> [Action item] Exactly one number should make up the answer: how many lines of the listing contain the string "outreach".

*** Material provided Section Begins ***

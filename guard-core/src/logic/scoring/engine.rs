//! Scoring Engine
//!
//! Input: `Signals` + `RuleSet` toggles + `BehavioralData`
//! Output: rule `ScoreCard`, then the AI blend.
//!
//! Every condition is evaluated independently; scores start at 0 and are
//! clamped after accumulation.

use crate::constants::{DEFAULT_SALES_KEYWORDS, DEFAULT_SPAM_KEYWORDS};
use crate::logic::signals::{RuleSet, Signals};
use crate::models::BehavioralData;
use super::rules::*;
use super::types::{clamp_score, AiScore, ScoreCard};

/// Rule-based sales/spam scores
pub fn score_signals(signals: &Signals, rules: &RuleSet, behavior: &BehavioralData) -> ScoreCard {
    let mut card = ScoreCard::default();

    if rules.enable_url_detection && signals.url_detected() {
        card.add_sales(URL_WEIGHT, reasons::URL_DETECTED);
    }

    if rules.enable_url_detection && !signals.scheduling_urls.is_empty() {
        card.add_sales(SCHEDULING_WEIGHT, reasons::SCHEDULING_URL);
    }

    let banned = signals.banned_keywords.len();
    if banned > 0 {
        card.add_sales(BANNED_KEYWORD_WEIGHT * banned as f64, reasons::BANNED_KEYWORDS);
    }

    // Site lists may be customised; only built-in keywords earn credit
    let sales = count_builtin(&signals.sales_keywords, DEFAULT_SALES_KEYWORDS);
    if sales > 0 {
        card.add_sales(SALES_KEYWORD_WEIGHT * sales as f64, reasons::SALES_KEYWORDS);
    }

    let spam = count_builtin(&signals.spam_keywords, DEFAULT_SPAM_KEYWORDS);
    if spam > 0 {
        card.add_spam(SPAM_KEYWORD_WEIGHT * spam as f64, reasons::SPAM_KEYWORDS);
    }

    if !signals.blocked_domains.is_empty() {
        card.sales += BLOCKED_DOMAIN_WEIGHT;
        for domain in &signals.blocked_domains {
            card.reasons.push(format!("{}{}", reasons::BLOCKED_DOMAIN_PREFIX, domain));
        }
    }

    if rules.enable_paste_detection && behavior.paste_detected {
        card.add_sales(PASTE_WEIGHT, reasons::PASTE_DETECTED);
    }

    if let Some(secs) = behavior.time_to_submit {
        if secs < FAST_SUBMIT_SECS {
            card.add_spam(FAST_SUBMIT_WEIGHT, reasons::FAST_SUBMISSION);
        }
    }

    card.clamped()
}

/// `0.6 × rule + 0.4 × ai`, each side clamped
pub fn blend(rule: &ScoreCard, ai: &AiScore) -> ScoreCard {
    let ai = ai.clone().clamped();
    let mut reasons = rule.reasons.clone();
    if !ai.reasoning.trim().is_empty() {
        reasons.push(format!("ai:{}", ai.reasoning.trim()));
    }

    ScoreCard {
        sales: clamp_score(RULE_BLEND_WEIGHT * clamp_score(rule.sales) + AI_BLEND_WEIGHT * ai.sales_score),
        spam: clamp_score(RULE_BLEND_WEIGHT * clamp_score(rule.spam) + AI_BLEND_WEIGHT * ai.spam_score),
        reasons,
    }
}

/// Distinct hits that also appear (case-insensitively) in a built-in list
fn count_builtin(hits: &[String], builtin: &[&str]) -> usize {
    let mut seen: Vec<String> = Vec::new();
    for hit in hits {
        let needle = hit.trim().to_lowercase();
        if builtin.iter().any(|b| b.to_lowercase() == needle) && !seen.contains(&needle) {
            seen.push(needle);
        }
    }
    seen.len()
}

// ============================================================================
// TESTS
// ============================================================================

#[cfg(test)]
mod tests {
    use super::*;
    use crate::logic::signals::SignalExtractor;
    use crate::models::form_data;

    fn approx(a: f64, b: f64) -> bool {
        (a - b).abs() < 1e-9
    }

    #[test]
    fn test_scenario_url_plus_two_sales_keywords() {
        let rules = RuleSet::default();
        let signals = SignalExtractor::new(rules.clone())
            .extract(&form_data([("message", "営業提案です。詳細はこちら https://example.com")]));

        let card = score_signals(&signals, &rules, &BehavioralData::default());
        assert!(approx(card.sales, 0.6), "sales = {}", card.sales);
        assert!(approx(card.spam, 0.0));
        assert_eq!(card.reasons, vec![reasons::URL_DETECTED, reasons::SALES_KEYWORDS]);
    }

    #[test]
    fn test_scenario_banned_keyword() {
        let rules = RuleSet::default().with_banned_keywords(vec!["無料".into()]);
        let signals = SignalExtractor::new(rules.clone()).extract(&form_data([("body", "無料相談受付中")]));

        let card = score_signals(&signals, &rules, &BehavioralData::default());
        assert_eq!(signals.banned_keywords, vec!["無料"]);
        assert!(approx(card.sales, 0.2));
    }

    #[test]
    fn test_custom_sales_keywords_earn_no_credit() {
        let rules = RuleSet::default().with_sales_keywords(vec!["widget".into(), "営業".into()]);
        let signals = SignalExtractor::new(rules.clone()).extract(&form_data([("body", "widget 営業")]));

        assert_eq!(signals.sales_keywords.len(), 2);
        let card = score_signals(&signals, &rules, &BehavioralData::default());
        assert!(approx(card.sales, 0.15));
    }

    #[test]
    fn test_blocked_domain_flat_weight_with_reason_per_domain() {
        let rules = RuleSet::default().with_blocked_domains(vec!["a.jp".into(), "b.jp".into()]);
        let signals = SignalExtractor::new(rules.clone())
            .extract(&form_data([("body", "x@a.jp y@mail.b.jp")]));

        let card = score_signals(&signals, &rules, &BehavioralData::default());
        assert!(approx(card.sales, 0.4));
        assert!(card.reasons.contains(&"blocked_domain:a.jp".to_string()));
        assert!(card.reasons.contains(&"blocked_domain:b.jp".to_string()));
    }

    #[test]
    fn test_behavioral_signals() {
        let rules = RuleSet::default();
        let behavior = BehavioralData {
            paste_detected: true,
            time_to_submit: Some(2.5),
        };
        let card = score_signals(&Signals::default(), &rules, &behavior);
        assert!(approx(card.sales, 0.2));
        assert!(approx(card.spam, 0.3));

        let slow = BehavioralData {
            paste_detected: false,
            time_to_submit: Some(5.0),
        };
        let card = score_signals(&Signals::default(), &rules, &slow);
        assert!(approx(card.spam, 0.0));
    }

    #[test]
    fn test_paste_ignored_when_disabled() {
        let rules = RuleSet {
            enable_paste_detection: false,
            ..Default::default()
        };
        let behavior = BehavioralData {
            paste_detected: true,
            time_to_submit: None,
        };
        assert!(approx(score_signals(&Signals::default(), &rules, &behavior).sales, 0.0));
    }

    #[test]
    fn test_scores_always_clamped() {
        let rules = RuleSet::default()
            .with_banned_keywords(vec!["a".into(), "b".into(), "c".into(), "d".into()])
            .with_blocked_domains(vec!["calendly.com".into()]);
        let signals = SignalExtractor::new(rules.clone()).extract(&form_data([(
            "body",
            "a b c d 営業 提案 商談 casino viagra lottery crypto https://calendly.com/x",
        )]));
        let behavior = BehavioralData {
            paste_detected: true,
            time_to_submit: Some(0.1),
        };

        let card = score_signals(&signals, &rules, &behavior);
        assert!(approx(card.sales, 1.0));
        assert!(approx(card.spam, 1.0));
        assert!(card.reasons.contains(&"blocked_domain:calendly.com".to_string()));
    }

    #[test]
    fn test_blend_weights_and_clamp() {
        let rule = ScoreCard {
            sales: 0.6,
            spam: 0.0,
            reasons: vec!["url_detected".into()],
        };
        let ai = AiScore {
            sales_score: 1.5,
            spam_score: -2.0,
            reasoning: "looks like outreach".into(),
        };

        let combined = blend(&rule, &ai);
        assert!(approx(combined.sales, 0.6 * 0.6 + 0.4));
        assert!(approx(combined.spam, 0.0));
        assert_eq!(combined.reasons.last().map(String::as_str), Some("ai:looks like outreach"));
    }

    #[test]
    fn test_blend_with_fallback_is_rule_share_only() {
        let rule = ScoreCard {
            sales: 0.6,
            spam: 0.5,
            reasons: vec![],
        };
        let combined = blend(&rule, &AiScore::fallback(""));
        assert!(approx(combined.sales, 0.36));
        assert!(approx(combined.spam, 0.3));
        assert!(combined.reasons.is_empty());
    }
}
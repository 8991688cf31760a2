//! Corpus Normalization
//!
//! Every string field (lists joined with a single space) is concatenated
//! with a space and lowercased. All matching runs against this corpus.

use crate::models::FormData;

/// Build the lowercase matching corpus from raw form data
pub fn normalize(data: &FormData) -> String {
    data.values()
        .map(|value| value.joined())
        .collect::<Vec<_>>()
        .join(" ")
        .to_lowercase()
}
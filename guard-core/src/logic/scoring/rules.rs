//! Scoring Weights & Thresholds
//!
//! Constants only; the accumulation logic lives in `engine`.

// ============================================================================
// SALES WEIGHTS
// ============================================================================

/// Any URL in the submission
pub const URL_WEIGHT: f64 = 0.3;

/// Any link to a scheduling service
pub const SCHEDULING_WEIGHT: f64 = 0.3;

/// Per distinct banned keyword
pub const BANNED_KEYWORD_WEIGHT: f64 = 0.2;

/// Per distinct built-in sales keyword
pub const SALES_KEYWORD_WEIGHT: f64 = 0.15;

/// Flat, regardless of how many blocked domains matched
pub const BLOCKED_DOMAIN_WEIGHT: f64 = 0.4;

/// Content was pasted rather than typed
pub const PASTE_WEIGHT: f64 = 0.2;

// ============================================================================
// SPAM WEIGHTS
// ============================================================================

/// Per distinct built-in spam keyword
pub const SPAM_KEYWORD_WEIGHT: f64 = 0.3;

/// Submitted faster than a human plausibly types
pub const FAST_SUBMIT_WEIGHT: f64 = 0.3;

/// Seconds under which a submission counts as fast
pub const FAST_SUBMIT_SECS: f64 = 5.0;

// ============================================================================
// AI BLEND
// ============================================================================

/// Weight of the rule score in the blend
pub const RULE_BLEND_WEIGHT: f64 = 0.6;

/// Weight of the AI score in the blend
pub const AI_BLEND_WEIGHT: f64 = 0.4;

// ============================================================================
// REASON TOKENS
// ============================================================================

pub mod reasons {
    pub const URL_DETECTED: &str = "url_detected";
    pub const SCHEDULING_URL: &str = "scheduling_url";
    pub const BANNED_KEYWORDS: &str = "banned_keywords";
    pub const SALES_KEYWORDS: &str = "sales_keywords";
    pub const SPAM_KEYWORDS: &str = "spam_keywords";
    pub const BLOCKED_DOMAIN_PREFIX: &str = "blocked_domain:";
    pub const PASTE_DETECTED: &str = "paste_detected";
    pub const FAST_SUBMISSION: &str = "fast_submission";
}
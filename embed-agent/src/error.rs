//! Agent Errors
//!
//! - `Config`: initialization aborts silently (logged, never raised)
//! - `Transport`: network/status/parse/timeout failure, submission fails open
//! - `Application`: well-formed `success:false`, submission is not allowed
//! - `Host`: the page refused the native submission

use std::time::Duration;
use thiserror::Error;

use crate::config::ConfigError;
use crate::logic::host::HostError;

#[derive(Debug, Clone, PartialEq, Error)]
pub enum TransportError {
    #[error("network error: {0}")]
    Network(String),
    #[error("evaluator returned status {0}")]
    Status(u16),
    #[error("parse error: {0}")]
    Parse(String),
    #[error("evaluator did not answer within {0:?}")]
    Timeout(Duration),
}

#[derive(Debug, Clone, PartialEq, Error)]
pub enum GuardError {
    #[error("configuration error: {0}")]
    Config(#[from] ConfigError),
    #[error("transport error: {0}")]
    Transport(#[from] TransportError),
    #[error("evaluation rejected ({code}): {message}")]
    Application { code: String, message: String },
    #[error("host error: {0}")]
    Host(#[from] HostError),
}

impl GuardError {
    /// Whether this failure lets the submission through
    pub fn fails_open(&self) -> bool {
        matches!(self, GuardError::Transport(_))
    }
}
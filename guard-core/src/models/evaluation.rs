//! Evaluation Wire Models
//!
//! Request/response bodies of `POST /api/v1/evaluate`, shared by the agent
//! (serializes requests, parses responses) and the cloud (the reverse).

use serde::{Deserialize, Serialize};

use crate::logic::policy::{Challenge, Decision};
use super::form::FormData;

// ============================================================================
// REQUEST
// ============================================================================

/// Page context sent with each evaluation
#[derive(Debug, Clone, Default, PartialEq, Serialize, Deserialize)]
pub struct RequestMetadata {
    pub url: String,
    pub user_agent: String,
    /// RFC 3339 timestamp of the submit attempt
    pub timestamp: String,
}

/// Behavioral telemetry for one submit attempt
#[derive(Debug, Clone, Default, PartialEq, Serialize, Deserialize)]
pub struct BehavioralData {
    #[serde(default)]
    pub paste_detected: bool,
    /// Seconds between page load and submit
    #[serde(default, skip_serializing_if = "Option::is_none")]
    pub time_to_submit: Option<f64>,
}

/// Body of an evaluation request
#[derive(Debug, Clone, PartialEq, Serialize, Deserialize)]
pub struct EvaluateRequest {
    pub api_key: String,
    pub form_data: FormData,
    #[serde(default)]
    pub metadata: RequestMetadata,
    #[serde(default)]
    pub behavioral_data: BehavioralData,
}

// ============================================================================
// RESPONSE
// ============================================================================

/// Blended scores, each in [0, 1]
#[derive(Debug, Clone, Copy, Default, PartialEq, Serialize, Deserialize)]
pub struct Scores {
    pub sales: f64,
    pub spam: f64,
}

/// Application-level error body
#[derive(Debug, Clone, Default, PartialEq, Serialize, Deserialize)]
pub struct ErrorBody {
    #[serde(default, skip_serializing_if = "Option::is_none")]
    pub code: Option<String>,
    #[serde(default, skip_serializing_if = "Option::is_none")]
    pub message: Option<String>,
}

/// Response body; `success` selects which fields are populated.
/// `decision` stays a string on the wire so newer decision kinds parse.
#[derive(Debug, Clone, Default, PartialEq, Serialize, Deserialize)]
pub struct EvaluateResponse {
    pub success: bool,
    #[serde(default, skip_serializing_if = "Option::is_none")]
    pub decision: Option<String>,
    #[serde(default, skip_serializing_if = "Option::is_none")]
    pub message: Option<String>,
    #[serde(default, skip_serializing_if = "Option::is_none")]
    pub submission_id: Option<String>,
    #[serde(default, skip_serializing_if = "Option::is_none")]
    pub scores: Option<Scores>,
    #[serde(default, skip_serializing_if = "Vec::is_empty")]
    pub reasons: Vec<String>,
    #[serde(default, skip_serializing_if = "Option::is_none")]
    pub challenge: Option<Challenge>,
    #[serde(default, skip_serializing_if = "Option::is_none")]
    pub error: Option<ErrorBody>,
}

impl EvaluateResponse {
    /// Successful evaluation
    pub fn evaluated(result: &EvaluationResult) -> Self {
        Self {
            success: true,
            decision: Some(result.decision.as_str().to_string()),
            message: Some(result.message.clone()),
            submission_id: result.submission_id.clone(),
            scores: Some(result.scores),
            reasons: result.reasons.clone(),
            challenge: result.challenge.clone(),
            error: None,
        }
    }

    /// Application-level failure
    pub fn failure(code: impl Into<String>, message: impl Into<String>) -> Self {
        Self {
            success: false,
            error: Some(ErrorBody {
                code: Some(code.into()),
                message: Some(message.into()),
            }),
            ..Default::default()
        }
    }

    /// Typed view of a response. `Err` carries the error body of a
    /// `success:false` response. Unknown decision kinds become `allowed`.
    pub fn into_result(self) -> Result<EvaluationResult, ErrorBody> {
        if !self.success {
            return Err(self.error.unwrap_or_default());
        }

        let raw = self.decision.unwrap_or_default();
        let decision = Decision::parse(&raw).unwrap_or_else(|| {
            log::warn!("Unrecognized decision '{}', treating as allowed", raw);
            Decision::Allowed
        });

        Ok(EvaluationResult {
            decision,
            scores: self.scores.unwrap_or_default(),
            reasons: self.reasons,
            message: self.message.unwrap_or_default(),
            challenge: self.challenge,
            submission_id: self.submission_id,
        })
    }
}

/// Typed evaluation result
#[derive(Debug, Clone, PartialEq, Serialize, Deserialize)]
pub struct EvaluationResult {
    pub decision: Decision,
    pub scores: Scores,
    pub reasons: Vec<String>,
    pub message: String,
    #[serde(default, skip_serializing_if = "Option::is_none")]
    pub challenge: Option<Challenge>,
    #[serde(default, skip_serializing_if = "Option::is_none")]
    pub submission_id: Option<String>,
}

*** Material provided Section Ends ***

> [Answer to this problem] 2